Dataset excerpts

------------------------------------------------------------

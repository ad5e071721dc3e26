//! Watch and session listener traits

use crate::model::{SessionEvent, WatchedEvent};

/// Receiver of a one-shot watch notification.
///
/// Called from the client's notification task, never from the thread that
/// registered the watch.
pub trait Watcher: Send + Sync + 'static {
    fn process(&self, event: WatchedEvent);

    /// Whether anyone still waits for this watch. Services may discard
    /// inactive watches before they fire.
    fn is_active(&self) -> bool {
        true
    }
}

/// Receiver of session state transitions.
pub trait SessionListener: Send + Sync + 'static {
    fn on_session_event(&self, event: SessionEvent);
}

/// A watcher that invokes a closure.
pub struct FnWatcher<F>
where
    F: Fn(WatchedEvent) + Send + Sync + 'static,
{
    f: F,
}

impl<F> FnWatcher<F>
where
    F: Fn(WatchedEvent) + Send + Sync + 'static,
{
    pub fn new(f: F) -> Self {
        Self { f }
    }
}

impl<F> Watcher for FnWatcher<F>
where
    F: Fn(WatchedEvent) + Send + Sync + 'static,
{
    fn process(&self, event: WatchedEvent) {
        (self.f)(event);
    }
}

/// A session listener that invokes a closure.
pub struct FnSessionListener<F>
where
    F: Fn(SessionEvent) + Send + Sync + 'static,
{
    f: F,
}

impl<F> FnSessionListener<F>
where
    F: Fn(SessionEvent) + Send + Sync + 'static,
{
    pub fn new(f: F) -> Self {
        Self { f }
    }
}

impl<F> SessionListener for FnSessionListener<F>
where
    F: Fn(SessionEvent) + Send + Sync + 'static,
{
    fn on_session_event(&self, event: SessionEvent) {
        (self.f)(event);
    }
}
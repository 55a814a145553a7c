// ABOUTME: OpenAI vision provider implementation using the chat completions API
// ABOUTME: Sends prompt plus base64 image data URLs to GPT-4o class models
//
// SPDX-License-Identifier: MIT OR Apache-2.0
// Copyright (c) 2025 ReddyFit

//! # `OpenAI` Vision Provider
//!
//! Implementation of the [`VisionProvider`] trait for `OpenAI` GPT-4o class
//! models via the chat completions API.
//!
//! ## Configuration
//!
//! Set the `OPENAI_API_KEY` environment variable. Override the model with
//! `REDDYFIT_VISION_MODEL` if needed.
//!
//! Images are sent as `data:` URLs with `detail: high` so the model runs
//! its high-resolution analysis pass.

use std::env;
use std::time::Duration;

use async_trait::async_trait;
use reqwest::Client;
use serde::{Deserialize, Serialize};
use tracing::{debug, error, instrument};

use super::{prompts, VisionCapabilities, VisionProvider};
use crate::errors::{AppError, ErrorCode};
use crate::models::ImageData;

/// Environment variable for the `OpenAI` API key
const OPENAI_API_KEY_ENV: &str = "OPENAI_API_KEY";

/// Default model to use
const DEFAULT_MODEL: &str = "gpt-4o";

/// Available vision-capable models
const AVAILABLE_MODELS: &[&str] = &["gpt-4o", "gpt-4o-mini", "gpt-4-turbo"];

/// Base URL for the `OpenAI` API
const API_BASE_URL: &str = "https://api.openai.com/v1";

/// Token budget for a detailed body analysis response
const MAX_ANALYSIS_TOKENS: u32 = 2000;

/// Connection timeout for the API
const CONNECT_TIMEOUT_SECS: u64 = 10;

// ============================================================================
// API Request/Response Types
// ============================================================================

/// Chat completions request structure
#[derive(Debug, Serialize)]
struct OpenAiRequest {
    model: String,
    messages: Vec<OpenAiMessage>,
    max_tokens: u32,
}

/// A single chat message; user content is a multi-part array for vision
#[derive(Debug, Serialize)]
struct OpenAiMessage {
    role: &'static str,
    content: MessageContent,
}

/// Message content: plain text for system, parts for the vision payload
#[derive(Debug, Serialize)]
#[serde(untagged)]
enum MessageContent {
    Text(String),
    Parts(Vec<ContentPart>),
}

/// One part of a multimodal user message
#[derive(Debug, Serialize)]
#[serde(tag = "type")]
enum ContentPart {
    #[serde(rename = "text")]
    Text { text: String },
    #[serde(rename = "image_url")]
    ImageUrl { image_url: ImageUrl },
}

/// Image reference with detail level
#[derive(Debug, Serialize)]
struct ImageUrl {
    url: String,
    detail: &'static str,
}

/// Chat completions response structure
#[derive(Debug, Deserialize)]
struct OpenAiResponse {
    choices: Option<Vec<Choice>>,
    error: Option<OpenAiError>,
}

/// Response choice
#[derive(Debug, Deserialize)]
struct Choice {
    message: ChoiceMessage,
}

/// Message within a response choice
#[derive(Debug, Deserialize)]
struct ChoiceMessage {
    content: Option<String>,
}

/// API error payload
#[derive(Debug, Deserialize)]
struct OpenAiError {
    message: String,
}

// ============================================================================
// Provider Implementation
// ============================================================================

/// `OpenAI` vision provider
pub struct OpenAiVisionProvider {
    api_key: String,
    client: Client,
    default_model: String,
}

impl OpenAiVisionProvider {
    /// Create a new provider with an API key
    #[must_use]
    pub fn new(api_key: impl Into<String>) -> Self {
        let client = Client::builder()
            .connect_timeout(Duration::from_secs(CONNECT_TIMEOUT_SECS))
            .build()
            .unwrap_or_default();
        Self {
            api_key: api_key.into(),
            client,
            default_model: DEFAULT_MODEL.to_owned(),
        }
    }

    /// Create a provider from the `OPENAI_API_KEY` environment variable
    ///
    /// # Errors
    ///
    /// Returns an error if the environment variable is not set.
    pub fn from_env() -> Result<Self, AppError> {
        let api_key = env::var(OPENAI_API_KEY_ENV).map_err(|_| {
            AppError::config(format!("{OPENAI_API_KEY_ENV} environment variable not set"))
        })?;
        Ok(Self::new(api_key))
    }

    /// Set a custom default model
    #[must_use]
    pub fn with_default_model(mut self, model: impl Into<String>) -> Self {
        self.default_model = model.into();
        self
    }

    /// Build the vision request body
    fn build_request(&self, prompt: &str, images: &[ImageData]) -> OpenAiRequest {
        let mut parts = Vec::with_capacity(images.len() + 1);
        parts.push(ContentPart::Text {
            text: prompt.to_owned(),
        });
        for image in images {
            parts.push(ContentPart::ImageUrl {
                image_url: ImageUrl {
                    url: image.to_data_url(),
                    detail: "high",
                },
            });
        }

        OpenAiRequest {
            model: self.default_model.clone(),
            messages: vec![
                OpenAiMessage {
                    role: "system",
                    content: MessageContent::Text(prompts::get_body_system_prompt().to_owned()),
                },
                OpenAiMessage {
                    role: "user",
                    content: MessageContent::Parts(parts),
                },
            ],
            max_tokens: MAX_ANALYSIS_TOKENS,
        }
    }

    /// Map an HTTP error status to a provider error code
    fn map_api_error(status: u16, response_text: &str) -> AppError {
        let message = serde_json::from_str::<OpenAiResponse>(response_text)
            .ok()
            .and_then(|r| r.error)
            .map_or_else(|| response_text.to_owned(), |e| e.message);

        let code = match status {
            401 | 403 => ErrorCode::ProviderAuthFailed,
            429 => ErrorCode::ProviderRateLimited,
            500..=599 => ErrorCode::ProviderUnavailable,
            _ => ErrorCode::ProviderError,
        };
        AppError::new(code, format!("OpenAI API error ({status}): {message}"))
    }
}

#[async_trait]
impl VisionProvider for OpenAiVisionProvider {
    fn name(&self) -> &'static str {
        "openai"
    }

    fn display_name(&self) -> &'static str {
        "OpenAI GPT-4o Vision"
    }

    fn capabilities(&self) -> VisionCapabilities {
        VisionCapabilities::VISION
            | VisionCapabilities::JSON_MODE
            | VisionCapabilities::SYSTEM_MESSAGES
    }

    fn default_model(&self) -> &str {
        &self.default_model
    }

    fn available_models(&self) -> &'static [&'static str] {
        AVAILABLE_MODELS
    }

    #[instrument(skip(self, prompt, images), fields(model = %self.default_model, photos = images.len()))]
    async fn analyze_images(
        &self,
        prompt: &str,
        images: &[ImageData],
    ) -> Result<String, AppError> {
        let body = self.build_request(prompt, images);

        debug!("Sending vision analysis request to OpenAI");

        let response = self
            .client
            .post(format!("{API_BASE_URL}/chat/completions"))
            .bearer_auth(&self.api_key)
            .json(&body)
            .send()
            .await
            .map_err(|e| AppError::provider("openai", format!("HTTP request failed: {e}")))?;

        let status = response.status();
        let response_text = response
            .text()
            .await
            .map_err(|e| AppError::provider("openai", format!("Failed to read response: {e}")))?;

        if !status.is_success() {
            error!(status = %status, "OpenAI API error");
            return Err(Self::map_api_error(status.as_u16(), &response_text));
        }

        let parsed: OpenAiResponse = serde_json::from_str(&response_text).map_err(|e| {
            error!(error = %e, "Failed to parse OpenAI response envelope");
            AppError::provider("openai", format!("Failed to parse response: {e}"))
        })?;

        if let Some(error) = parsed.error {
            return Err(AppError::provider("openai", error.message));
        }

        parsed
            .choices
            .and_then(|mut c| c.drain(..).next())
            .and_then(|c| c.message.content)
            .ok_or_else(|| AppError::provider("openai", "No content in response"))
    }

    async fn health_check(&self) -> Result<bool, AppError> {
        let response = self
            .client
            .get(format!("{API_BASE_URL}/models"))
            .bearer_auth(&self.api_key)
            .send()
            .await
            .map_err(|e| AppError::provider("openai", format!("Health check failed: {e}")))?;

        Ok(response.status().is_success())
    }
}

#[cfg(test)]
#[allow(clippy::unwrap_used)]
mod tests {
    use super::*;

    #[test]
    fn test_request_shape() {
        let provider = OpenAiVisionProvider::new("test-key");
        let images = vec![ImageData::jpeg("QUJD"), ImageData::jpeg("REVG")];
        let request = provider.build_request("analyze", &images);

        let json = serde_json::to_value(&request).unwrap();
        assert_eq!(json["model"], "gpt-4o");
        assert_eq!(json["messages"][0]["role"], "system");
        let parts = json["messages"][1]["content"].as_array().unwrap();
        assert_eq!(parts.len(), 3);
        assert_eq!(parts[0]["type"], "text");
        assert_eq!(parts[1]["type"], "image_url");
        assert_eq!(parts[1]["image_url"]["detail"], "high");
        assert!(parts[2]["image_url"]["url"]
            .as_str()
            .unwrap()
            .starts_with("data:image/jpeg;base64,"));
    }

    #[test]
    fn test_error_mapping() {
        let err = OpenAiVisionProvider::map_api_error(429, "{\"error\":{\"message\":\"quota\"}}");
        assert_eq!(err.code, ErrorCode::ProviderRateLimited);

        let err = OpenAiVisionProvider::map_api_error(401, "denied");
        assert_eq!(err.code, ErrorCode::ProviderAuthFailed);

        let err = OpenAiVisionProvider::map_api_error(503, "down");
        assert_eq!(err.code, ErrorCode::ProviderUnavailable);
    }
}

------------------------------------------------------------

#### What you will do
From the entries, report every line in which the string "process" occurs.

#### Response below
    fn process(&self, event: WatchedEvent);
    fn process(&self, event: WatchedEvent) {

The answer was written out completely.